(Dataset entries)
────────────────────
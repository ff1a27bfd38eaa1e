//! Document classification: language, version ordinal, authority flags, and
//! path category. Classification never fails; anything unrecognizable
//! degrades to `Unknown` with the lowest priority.

use std::sync::OnceLock;

use regex::Regex;

use crate::models::{
    Authority, Classification, Language, PathCategory, PathInfo, VersionInfo,
};

/// Cap on how much extracted text participates in language detection.
const CONTENT_SAMPLE_CHARS: usize = 5_000;

// Stems match any inflection of the word ("vedtekt" covers "vedtekter"
// and "vedtektene"); function words must match exactly so "og" never
// fires inside "også".
const NORWEGIAN_STEMS: [&str; 9] = [
    "vedtekt",
    "lokale lov",
    "retningslinj",
    "instruks",
    "norsk",
    "styre",
    "generalforsamling",
    "paragraf",
    "kapittel",
];

const NORWEGIAN_WORDS: [&str; 3] = ["og", "ikke", "skal"];

const ENGLISH_STEMS: [&str; 7] = [
    "english",
    "bylaw",
    "local law",
    "guideline",
    "statute",
    "board",
    "section",
];

const ENGLISH_WORDS: [&str; 3] = ["general assembly", "shall", "the"];

fn version_regex() -> &'static Regex {
    static RE: OnceLock<Regex> = OnceLock::new();
    RE.get_or_init(|| Regex::new(r"(?i)\bv(\d{1,3})(?:\.(\d{1,3}))?\b").unwrap())
}

/// Classify one repository document from its name, folder path, and an
/// optional extracted-text sample.
pub fn classify(name: &str, folder_path: &str, content_sample: Option<&str>) -> Classification {
    let language = detect_language(name, folder_path, content_sample);
    let version = parse_version(name);
    let path = classify_path(folder_path);

    let is_translation = language == Language::English
        && (has_translation_token(name) || path.language_folder == Some(Language::English));
    let is_authoritative = language == Language::Norwegian && !is_translation;
    // Latest is provisional here; the prioritizer is the arbiter within a
    // document group, and dropped members never reach the index.
    let is_latest = true;

    let priority = authority_priority(&version, language, is_authoritative, is_latest);

    Classification {
        language,
        version,
        authority: Authority {
            is_authoritative,
            is_latest,
            is_translation,
            priority,
        },
        path,
    }
}

/// Combined authority score. The version ordinal dominates: any higher
/// version outranks any lower one regardless of language, and language
/// bonuses only break version ties.
pub fn authority_priority(
    version: &VersionInfo,
    language: Language,
    is_authoritative: bool,
    is_latest: bool,
) -> i64 {
    let language_bonus = match language {
        Language::Norwegian => 50,
        Language::English => 30,
        Language::Mixed => 10,
        Language::Unknown => 0,
    };
    let flag_bonus = i64::from(is_authoritative) * 5 + i64::from(is_latest) * 3;

    version.ordinal() as i64 * 100 + language_bonus + flag_bonus
}

/// Language detection over name, path, and a bounded content sample.
pub fn detect_language(
    name: &str,
    folder_path: &str,
    content_sample: Option<&str>,
) -> Language {
    if let Some(folder_language) = language_folder(folder_path) {
        return folder_language;
    }

    let lowered_name = name.to_lowercase();
    if has_translation_token(name) || lowered_name.contains("english") {
        return Language::English;
    }

    let sample: String = content_sample
        .unwrap_or_default()
        .chars()
        .take(CONTENT_SAMPLE_CHARS)
        .collect();
    let haystack = format!("{lowered_name} {} {}", folder_path.to_lowercase(), sample.to_lowercase());

    let norwegian_hits = marker_hits(&haystack, &NORWEGIAN_STEMS, &NORWEGIAN_WORDS)
        + if haystack.contains(['æ', 'ø', 'å']) { 2 } else { 0 };
    let english_hits = marker_hits(&haystack, &ENGLISH_STEMS, &ENGLISH_WORDS);

    match (norwegian_hits, english_hits) {
        (0, 0) => Language::Unknown,
        (n, e) if n >= 2 && e >= 2 => Language::Mixed,
        (n, e) if n > e => Language::Norwegian,
        (n, e) if e > n => Language::English,
        _ => Language::Mixed,
    }
}

/// Lighter heuristic for user queries: no path or sample involved.
pub fn detect_query_language(query: &str) -> Language {
    let lowered = query.to_lowercase();
    if lowered.contains(['æ', 'ø', 'å']) {
        return Language::Norwegian;
    }

    let norwegian = marker_hits(&lowered, &NORWEGIAN_STEMS, &NORWEGIAN_WORDS);
    let english = marker_hits(&lowered, &ENGLISH_STEMS, &ENGLISH_WORDS);

    if norwegian > english {
        Language::Norwegian
    } else if english > norwegian {
        Language::English
    } else if norwegian > 0 {
        Language::Mixed
    } else {
        Language::Unknown
    }
}

fn marker_hits(haystack: &str, stems: &[&str], words: &[&str]) -> usize {
    stems
        .iter()
        .filter(|stem| contains_stem(haystack, stem))
        .count()
        + words
            .iter()
            .filter(|word| contains_word(haystack, word))
            .count()
}

/// Word-initial prefix match: "vedtekt" hits "vedtektene" but not
/// "hovedvedtak".
fn contains_stem(haystack: &str, stem: &str) -> bool {
    haystack.match_indices(stem).any(|(position, _)| {
        let before = haystack[..position].chars().next_back();
        !before.is_some_and(|c| c.is_alphanumeric())
    })
}

fn contains_word(haystack: &str, needle: &str) -> bool {
    haystack.match_indices(needle).any(|(position, _)| {
        let before = haystack[..position].chars().next_back();
        let after = haystack[position + needle.len()..].chars().next();
        !before.is_some_and(|c| c.is_alphanumeric()) && !after.is_some_and(|c| c.is_alphanumeric())
    })
}

fn has_translation_token(name: &str) -> bool {
    let lowered = name.to_lowercase();
    lowered
        .split(|c: char| !c.is_alphanumeric())
        .any(|token| token == "eng" || token == "en")
        || lowered.contains("(english)")
        || lowered.contains("translation")
}

/// Extract a dotted version from the file name; absent a match the version
/// is the lowest ordinal.
pub fn parse_version(name: &str) -> VersionInfo {
    let Some(capture) = version_regex().captures(name) else {
        return VersionInfo::lowest();
    };

    let major = capture
        .get(1)
        .and_then(|m| m.as_str().parse().ok())
        .unwrap_or(1);
    let minor = capture
        .get(2)
        .and_then(|m| m.as_str().parse().ok())
        .unwrap_or(0);

    VersionInfo {
        raw: capture.get(0).map(|m| m.as_str().to_string()),
        major,
        minor,
    }
}

/// Map a folder path to a semantic category and per-language subfolder.
pub fn classify_path(folder_path: &str) -> PathInfo {
    let lowered = folder_path.to_lowercase();

    let category = if lowered.contains("vedtekt") || lowered.contains("statute") {
        PathCategory::Statutes
    } else if lowered.contains("lokale lover") || lowered.contains("local law") {
        PathCategory::LocalLaws
    } else if lowered.contains("referat")
        || lowered.contains("møte")
        || lowered.contains("minutes")
        || lowered.contains("meeting")
    {
        PathCategory::Meeting
    } else {
        PathCategory::General
    };

    let language_folder = language_folder(folder_path);

    PathInfo {
        category,
        is_in_language_folder: language_folder.is_some(),
        language_folder,
    }
}

fn language_folder(folder_path: &str) -> Option<Language> {
    for segment in folder_path.split('/') {
        match segment.trim().to_lowercase().as_str() {
            "norsk" | "norwegian" | "no" => return Some(Language::Norwegian),
            "english" | "engelsk" | "eng" => return Some(Language::English),
            _ => {}
        }
    }
    None
}

#[cfg(test)]
mod tests {
    use super::*;

    #[test]
    fn norwegian_statutes_are_detected_from_name() {
        let classification = classify("Vedtekter BISO v7.1.pdf", "/Styringsdokumenter", None);
        assert_eq!(classification.language, Language::Norwegian);
        assert!(classification.authority.is_authoritative);
        assert!(!classification.authority.is_translation);
    }

    #[test]
    fn eng_token_marks_english_translation() {
        let classification = classify(
            "Local laws BISO Oslo v7.1 ENG.pdf",
            "/Styringsdokumenter/Lokale lover",
            None,
        );
        assert_eq!(classification.language, Language::English);
        assert!(classification.authority.is_translation);
        assert!(!classification.authority.is_authoritative);
    }

    #[test]
    fn version_is_parsed_numerically() {
        assert_eq!(parse_version("doc v7.1.pdf").ordinal(), 7_001);
        assert_eq!(parse_version("doc V12.pdf").ordinal(), 12_000);
        assert_eq!(parse_version("doc.pdf"), VersionInfo::lowest());
    }

    #[test]
    fn higher_version_outranks_any_language_bonus() {
        let norwegian_old = authority_priority(
            &parse_version("x v6.3.pdf"),
            Language::Norwegian,
            true,
            true,
        );
        let english_new =
            authority_priority(&parse_version("x v7.1.pdf"), Language::English, false, true);

        assert!(english_new > norwegian_old);
    }

    #[test]
    fn norwegian_outranks_same_version_english() {
        let version = parse_version("x v7.1.pdf");
        let norwegian = authority_priority(&version, Language::Norwegian, true, true);
        let english = authority_priority(&version, Language::English, false, true);

        assert!(norwegian > english);
    }

    #[test]
    fn path_category_and_language_folder() {
        let path = classify_path("/Styringsdokumenter/Lokale lover/English");
        assert_eq!(path.category, PathCategory::LocalLaws);
        assert!(path.is_in_language_folder);
        assert_eq!(path.language_folder, Some(Language::English));
    }

    #[test]
    fn unknown_inputs_degrade_instead_of_failing() {
        let classification = classify("x1-298.bin", "/misc", None);
        assert_eq!(classification.language, Language::Unknown);
        assert_eq!(classification.version, VersionInfo::lowest());
        assert_eq!(classification.path.category, PathCategory::General);
    }

    #[test]
    fn inflected_norwegian_forms_are_detected() {
        assert_eq!(
            detect_query_language("§ 6.3 vedtektene om styrets sammensetning"),
            Language::Norwegian
        );
        assert_eq!(
            detect_query_language("hva sier de lokale lovene for Bergen"),
            Language::Norwegian
        );
    }

    #[test]
    fn query_language_detection() {
        assert_eq!(
            detect_query_language("hva sier vedtektene om styret?"),
            Language::Norwegian
        );
        assert_eq!(
            detect_query_language("what does the section about the board say"),
            Language::English
        );
        assert_eq!(detect_query_language("6.3"), Language::Unknown);
    }

    #[test]
    fn content_sample_biases_language() {
        let sample = "Styret skal innkalle til generalforsamling når vedtektene krever det.";
        let classification = classify("document.pdf", "/docs", Some(sample));
        assert_eq!(classification.language, Language::Norwegian);
    }
}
────────────────────
» TASK TO CARRY OUT: In the records above, some lines hold the word "generalforsamling". Say how many, and nothing more.

» ANSWER TO THE PROBLEM: 2